Constant Hex Constant Hex
SCANCODE_F1 0x3B SCANCODE_F6 0x40
SCANCODE_F2 0x3C SCANCODE_F7 0x41
SCANCODE_F3 0x3D SCANCODE_F8 0x42
SCANCODE_F4 0x3E SCANCODE_F9 0x43
SCANCODE_F5 0x3F SCANCODE_F10 0x44

Navigation (keypad / extended)

Constant Hex Key
SCANCODE_HOME 0x47 Home
SCANCODE_UP 0x48 Up arrow
SCANCODE_PAGE_UP 0x49 Page Up
SCANCODE_LEFT 0x4B Left arrow
SCANCODE_RIGHT 0x4D Right arrow
SCANCODE_END 0x4F End
SCANCODE_DOWN 0x50 Down arrow
SCANCODE_PAGE_DOWN 0x51 Page Down
SCANCODE_INSERT 0x52 Insert
SCANCODE_DELETE 0x53 Delete

The release bit

Constant Hex Meaning
KEY_RELEASE_BIT 0x80 Set on break codes; a release is make_code | 0x80

Worked examples

Event Byte on 0x60 Decode
Press A (no shift) 0x1E scancode_to_ascii[0x1E]'a'
Press A with Shift held 0x2A then 0x1E shift flag set, then scancode_to_ascii_shift[0x1E]'A'
Release A 0x9E 0x9E & 0x80 ≠ 0 → release, ignored
Release Left Shift 0xAA 0x2A | 0x80 → clears shift flag

💡 Tidbit: Set 1 is the original IBM PC/XT scancode set. PS/2 keyboards default to Set 2, but the 8042 controller translates Set 2 back to Set 1 by default — which is why a Set-1 table works against a modern PS/2 (or emulated) keyboard with no reconfiguration.
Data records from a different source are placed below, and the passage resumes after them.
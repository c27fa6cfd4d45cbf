use axum::{extract::FromRequestParts, http::header};
use jsonwebtoken::{DecodingKey, Validation, decode, errors::ErrorKind};
use sea_orm::EntityTrait;
use uuid::Uuid;

use crate::{
    dto::auth::Claims,
    entity::{Users, enums::Role},
    error::AppError,
    state::AppState,
};

/// Identity of the caller, passed explicitly into every service call.
#[derive(Debug, Clone)]
pub struct AuthUser {
    pub user_id: Uuid,
    pub email: String,
    pub role: Role,
    pub first_name: String,
    pub last_name: String,
}

pub fn ensure_roles(user: &AuthUser, roles: &[Role]) -> Result<(), AppError> {
    if !roles.contains(&user.role) {
        return Err(AppError::Forbidden(
            "You do not have permission to access this resource".into(),
        ));
    }
    Ok(())
}

pub fn ensure_admin(user: &AuthUser) -> Result<(), AppError> {
    ensure_roles(user, &[Role::Admin])
}

/// Admins and employees.
pub fn ensure_staff(user: &AuthUser) -> Result<(), AppError> {
    ensure_roles(user, &[Role::Admin, Role::Employee])
}

pub fn ensure_tourist(user: &AuthUser) -> Result<(), AppError> {
    ensure_roles(user, &[Role::Tourist])
}

pub fn decode_token(token: &str, secret: &str) -> Result<Claims, AppError> {
    decode::<Claims>(
        token,
        &DecodingKey::from_secret(secret.as_bytes()),
        &Validation::default(),
    )
    .map(|data| data.claims)
    .map_err(|err| match err.kind() {
        ErrorKind::ExpiredSignature => AppError::Unauthorized("Token has expired".into()),
        _ => AppError::Unauthorized("Invalid token".into()),
    })
}

impl FromRequestParts<AppState> for AuthUser {
    type Rejection = AppError;

    async fn from_request_parts(
        parts: &mut axum::http::request::Parts,
        state: &AppState,
    ) -> Result<Self, Self::Rejection> {
        let auth_header = parts
            .headers
            .get(header::AUTHORIZATION)
            .ok_or_else(|| AppError::Unauthorized("Access token is required".into()))?;

        let auth_str = auth_header
            .to_str()
            .map_err(|_| AppError::Unauthorized("Invalid Authorization header".into()))?;

        let token = auth_str
            .strip_prefix("Bearer ")
            .map(str::trim)
            .ok_or_else(|| AppError::Unauthorized("Access token is required".into()))?;

        let claims = decode_token(token, &state.auth.jwt_secret)?;

        let user_id = Uuid::parse_str(&claims.sub)
            .map_err(|_| AppError::Unauthorized("Invalid token".into()))?;

        // Role and active flag come from the store, not the token.
        let user = Users::find_by_id(user_id)
            .one(&state.orm)
            .await?
            .ok_or_else(|| AppError::Unauthorized("User not found".into()))?;

        if !user.is_active {
            return Err(AppError::Unauthorized("Account is not active".into()));
        }

        Ok(AuthUser {
            user_id: user.id,
            email: user.email,
            role: user.role,
            first_name: user.first_name,
            last_name: user.last_name,
        })
    }
}

#[cfg(test)]
mod tests {
    use super::*;
    use jsonwebtoken::{EncodingKey, Header, encode};

    fn user(role: Role) -> AuthUser {
        AuthUser {
            user_id: Uuid::new_v4(),
            email: "someone@example.com".into(),
            role,
            first_name: "Some".into(),
            last_name: "One".into(),
        }
    }

    #[test]
    fn staff_gate_admits_admin_and_employee() {
        assert!(ensure_staff(&user(Role::Admin)).is_ok());
        assert!(ensure_staff(&user(Role::Employee)).is_ok());
        assert!(matches!(
            ensure_staff(&user(Role::Tourist)),
            Err(AppError::Forbidden(_))
        ));
    }

    #[test]
    fn admin_gate_rejects_employee() {
        assert!(ensure_admin(&user(Role::Employee)).is_err());
        assert!(ensure_tourist(&user(Role::Admin)).is_err());
    }

    #[test]
    fn expired_token_is_unauthorized() {
        let claims = Claims {
            sub: Uuid::new_v4().to_string(),
            email: "someone@example.com".into(),
            role: Role::Tourist,
            first_name: "Some".into(),
            last_name: "One".into(),
            exp: 1_000,
        };
        let token = encode(
            &Header::default(),
            &claims,
            &EncodingKey::from_secret(b"secret"),
        )
        .unwrap();

        match decode_token(&token, "secret") {
            Err(AppError::Unauthorized(message)) => assert_eq!(message, "Token has expired"),
            other => panic!("unexpected result: {other:?}"),
        }
    }

    #[test]
    fn wrong_secret_is_unauthorized() {
        let claims = Claims {
            sub: Uuid::new_v4().to_string(),
            email: "someone@example.com".into(),
            role: Role::Admin,
            first_name: "Some".into(),
            last_name: "One".into(),
            exp: (chrono::Utc::now().timestamp() + 3600) as usize,
        };
        let token = encode(
            &Header::default(),
            &claims,
            &EncodingKey::from_secret(b"secret"),
        )
        .unwrap();

        assert!(matches!(
            decode_token(&token, "other"),
            Err(AppError::Unauthorized(_))
        ));
        assert_eq!(decode_token(&token, "secret").unwrap().role, Role::Admin);
    }
}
⚠️ Caveat: The extended navigation keys (arrows, Home, Delete, …) actually arrive as a two-byte sequence prefixed with 0xE0. The single-byte constants here name the second byte; code that distinguishes, say, keypad 7 from Home must watch for the 0xE0 prefix. The shell treats them as ordinary single bytes.

💡 Tidbit: A break code is just the make code with bit 7 set, so the maximum make code in Set 1 is 0x7F. That is the whole reason KEY_RELEASE_BIT is 0x80: it is the first bit no make code can ever use.